Passenger (mod_rails) for development. Now with debugger!

Dev mojo

After reading the great posts by Geoffrey “PeepCode” Grosenbach and Manfred Stienstra about using Phusion Passenger for development I had to give it a try. My doctor she’d never heard of mod_rails but gave me antibiotics for it just in case.

After little bit of setup I can say I am much happier with this dev rig than the old ‘script/server’ style. Just open a browser and the app is just waiting to serve you. Nice and agile or something.

Bugger no debugger!

One thing was missing for me though. With no –debugger switch to play with, I needed an alternative. Fortunately the brilliant ruby-debug has the solution with remote debugging. The tricky part was turning remote debugging on or off easily so we didn’t destroy our new dev mojo with onerous meddling in an environment file.

Keepin’ it real (easy)

So your working away and you run into a tough bug in some action or corner of your app. You need to break out the debugger.
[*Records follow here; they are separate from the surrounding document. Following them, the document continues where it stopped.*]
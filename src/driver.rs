//! Driver interface: who decides the next tool call.
//!
//! The runner is deliberately agnostic about where decisions come from. A
//! driver sees the report of its previous step and answers with either another
//! tool call or a finish. The bundled [`ScriptedDriver`] replays a fixed step
//! list and is what the CLI and tests use; an LLM-backed driver implements the
//! same trait externally.

use async_trait::async_trait;
use serde::Serialize;

use crate::credentials::CredentialSet;
use crate::tools::ToolCall;

/// What the driver learns about its previous step.
#[derive(Debug, Clone, Serialize)]
#[serde(rename_all = "camelCase")]
pub struct StepReport {
    pub name: String,
    pub success: bool,
    pub detail: String,
}

/// A driver's answer: act again, or stop.
#[derive(Debug, Clone)]
pub enum DriverDecision {
    Invoke(ToolCall),
    Finish { summary: String },
}

#[async_trait]
pub trait Driver: Send {
    /// Decide the next step. `last` is `None` on the first call of a run.
    async fn next_step(&mut self, last: Option<&StepReport>) -> DriverDecision;
}

/// Replays a fixed sequence of tool calls, ignoring step outcomes.
///
/// Failed steps do not stop the script; the final report captures which steps
/// failed, which is exactly what a smoke run wants.
pub struct ScriptedDriver {
    steps: std::vec::IntoIter<ToolCall>,
    issued: usize,
    total: usize,
    failures: usize,
}

impl ScriptedDriver {
    pub fn new(steps: Vec<ToolCall>) -> Self {
        let total = steps.len();
        ScriptedDriver {
            steps: steps.into_iter(),
            issued: 0,
            total,
            failures: 0,
        }
    }
}

#[async_trait]
impl Driver for ScriptedDriver {
    async fn next_step(&mut self, last: Option<&StepReport>) -> DriverDecision {
        if let Some(report) = last {
            if !report.success {
                self.failures += 1;
            }
        }

        match self.steps.next() {
            Some(call) => {
                self.issued += 1;
                DriverDecision::Invoke(call)
            }
            None => DriverDecision::Finish {
                summary: if self.failures == 0 {
                    format!("completed all {} scripted steps", self.total)
                } else {
                    format!(
                        "completed {} scripted steps with {} failures",
                        self.issued, self.failures
                    )
                },
            },
        }
    }
}

/// The canonical scripted signup flow against a standard registration form.
pub fn signup_flow(url: &str, credentials: &CredentialSet) -> Vec<ToolCall> {
    vec![
        ToolCall::OpenUrl {
            url: url.to_string(),
        },
        ToolCall::TakeScreenshot {
            step: "signup form loaded".to_string(),
            full_page: false,
        },
        ToolCall::TypeText {
            selector: "#firstName".to_string(),
            text: credentials.first_name.clone(),
            timeout_ms: None,
        },
        ToolCall::TypeText {
            selector: "#lastName".to_string(),
            text: credentials.last_name.clone(),
            timeout_ms: None,
        },
        ToolCall::TypeText {
            selector: "#email".to_string(),
            text: credentials.email.clone(),
            timeout_ms: None,
        },
        ToolCall::TypeText {
            selector: "#password".to_string(),
            text: credentials.password.clone(),
            timeout_ms: None,
        },
        ToolCall::TypeText {
            selector: "#confirmPassword".to_string(),
            text: credentials.confirm_password.clone(),
            timeout_ms: None,
        },
        ToolCall::TakeScreenshot {
            step: "form filled".to_string(),
            full_page: false,
        },
        ToolCall::Click {
            selector: "button[type=\"submit\"]".to_string(),
            timeout_ms: None,
        },
        ToolCall::TakeScreenshot {
            step: "submitted".to_string(),
            full_page: false,
        },
    ]
}

#[cfg(test)]
mod tests {
    use super::*;

    fn fixture_credentials() -> CredentialSet {
        CredentialSet {
            first_name: "Ava".to_string(),
            last_name: "Harper".to_string(),
            email: "ava.harper123@example.com".to_string(),
            password: "s3curePass9!".to_string(),
            confirm_password: "s3curePass9!".to_string(),
        }
    }

    #[tokio::test]
    async fn scripted_driver_replays_steps_then_finishes() {
        let steps = signup_flow("https://example.com/signup", &fixture_credentials());
        let total = steps.len();
        let mut driver = ScriptedDriver::new(steps);

        let mut last: Option<StepReport> = None;
        let mut issued = 0;
        loop {
            match driver.next_step(last.as_ref()).await {
                DriverDecision::Invoke(call) => {
                    issued += 1;
                    last = Some(StepReport {
                        name: call.name().to_string(),
                        success: true,
                        detail: String::new(),
                    });
                }
                DriverDecision::Finish { summary } => {
                    assert!(summary.contains("all"), "summary was: {summary}");
                    break;
                }
            }
        }
        assert_eq!(issued, total);
    }

    #[tokio::test]
    async fn scripted_driver_reports_failures_in_the_summary() {
        let mut driver = ScriptedDriver::new(vec![ToolCall::Click {
            selector: "#missing".to_string(),
            timeout_ms: None,
        }]);

        let DriverDecision::Invoke(call) = driver.next_step(None).await else {
            panic!("expected a step");
        };
        let report = StepReport {
            name: call.name().to_string(),
            success: false,
            detail: "element did not appear".to_string(),
        };
        let DriverDecision::Finish { summary } = driver.next_step(Some(&report)).await else {
            panic!("expected a finish");
        };
        assert!(summary.contains("1 failures"), "summary was: {summary}");
    }

    #[test]
    fn signup_flow_covers_every_form_field() {
        let steps = signup_flow("https://example.com/signup", &fixture_credentials());
        assert_eq!(steps.len(), 10);

        let typed_selectors: Vec<&str> = steps
            .iter()
            .filter_map(|s| match s {
                ToolCall::TypeText { selector, .. } => Some(selector.as_str()),
                _ => None,
            })
            .collect();
        assert_eq!(
            typed_selectors,
            vec![
                "#firstName",
                "#lastName",
                "#email",
                "#password",
                "#confirmPassword"
            ]
        );

        let screenshots = steps
            .iter()
            .filter(|s| matches!(s, ToolCall::TakeScreenshot { .. }))
            .count();
        assert_eq!(screenshots, 3);
    }
}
So the most straight forward way I have found is doing this

rake restart DEBUG=true

But how does it work. Here is a little something I prepared earlier.

In the style of passenger’s restart.txt the restart task also creates debug.txt in the tmp folder if the DEBUG switch is set to true.
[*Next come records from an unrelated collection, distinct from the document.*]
// Copyright (c) AlphaVelocity.
// All rights reserved.
//
// This source code is licensed under the license found in the
// LICENSE file in the root directory of this source tree.

use anyhow::Result;

use super::App;
use crate::api;
use crate::cache;

pub fn handle(app: &App, m: &clap::ArgMatches) -> Result<()> {
    match m.subcommand() {
        Some(("disconnect", sub)) => {
            let provider = sub.get_one::<String>("provider").unwrap();
            let status = app.cache.mutate(
                cache::OAUTH,
                "OAuth connection disconnected",
                "Failed to disconnect OAuth",
                || api::auth::oauth_disconnect(&app.client, provider),
            )?;
            if !status.message.is_empty() {
                println!("{}", status.message);
            }
        }
        Some(("callback", sub)) => {
            let provider = sub.get_one::<String>("provider").unwrap();
            let code = sub.get_one::<String>("code").unwrap();
            let state = sub.get_one::<String>("state").unwrap();
            let status = app.cache.mutate(
                cache::OAUTH,
                "Provider connected",
                "Failed to complete OAuth connection",
                || api::auth::oauth_callback(&app.client, provider, code, state),
            )?;
            if !status.success {
                anyhow::bail!("provider reported failure: {}", status.message);
            }
            if !status.message.is_empty() {
                println!("{}", status.message);
            }
        }
        _ => {}
    }
    Ok(())
}
// Copyright (c) AlphaVelocity.
// All rights reserved.
//
// This source code is licensed under the license found in the
// LICENSE file in the root directory of this source tree.

use reqwest::Method;

use super::{decode_entity, decode_list};
use crate::client::ApiClient;
use crate::error::ApiError;
use crate::models::{Category, CategoryPatch, NewCategory};

pub fn list(client: &ApiClient) -> Result<Vec<Category>, ApiError> {
    let value = client.send(Method::GET, "/categories", None, &[])?;
    decode_list(value, "categories")
}

pub fn get(client: &ApiClient, id: &str) -> Result<Category, ApiError> {
    let value = client.send(Method::GET, &format!("/categories/{id}"), None, &[])?;
    decode_entity(value)
}

pub fn create(client: &ApiClient, new: &NewCategory) -> Result<Category, ApiError> {
    if new.name.trim().is_empty() {
        return Err(ApiError::Validation(
            "category name must not be empty".to_string(),
        ));
    }
    let body = serde_json::to_value(new)?;
    let value = client.send(Method::POST, "/categories", Some(body), &[])?;
    decode_entity(value)
}

pub fn update(client: &ApiClient, id: &str, patch: &CategoryPatch) -> Result<Category, ApiError> {
    if let Some(name) = &patch.name {
        if name.trim().is_empty() {
            return Err(ApiError::Validation(
                "category name must not be empty".to_string(),
            ));
        }
    }
    let body = serde_json::to_value(patch)?;
    let value = client.send(Method::PUT, &format!("/categories/{id}"), Some(body), &[])?;
    decode_entity(value)
}

pub fn delete(client: &ApiClient, id: &str) -> Result<(), ApiError> {
    client.send(Method::DELETE, &format!("/categories/{id}"), None, &[])?;
    Ok(())
}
Then in development.rb we look for the debug.txt file which triggers ruby-debug to be loaded. We set the ‘wait_for_connection’ option to true which gives us a chance to connect to the remote debugger when the app restarts. Finally start the debugger and clean up the debug.txt file.

From here you refresh the browser and it will it get stuck loading the page. This is because the app is waiting for you to connect to the remote debugger session. In a terminal type

rdebug -c

Once its running you can add and remove debugger statements in the code without needing to restart the debugger or the app. Now you just use the debugger as normal.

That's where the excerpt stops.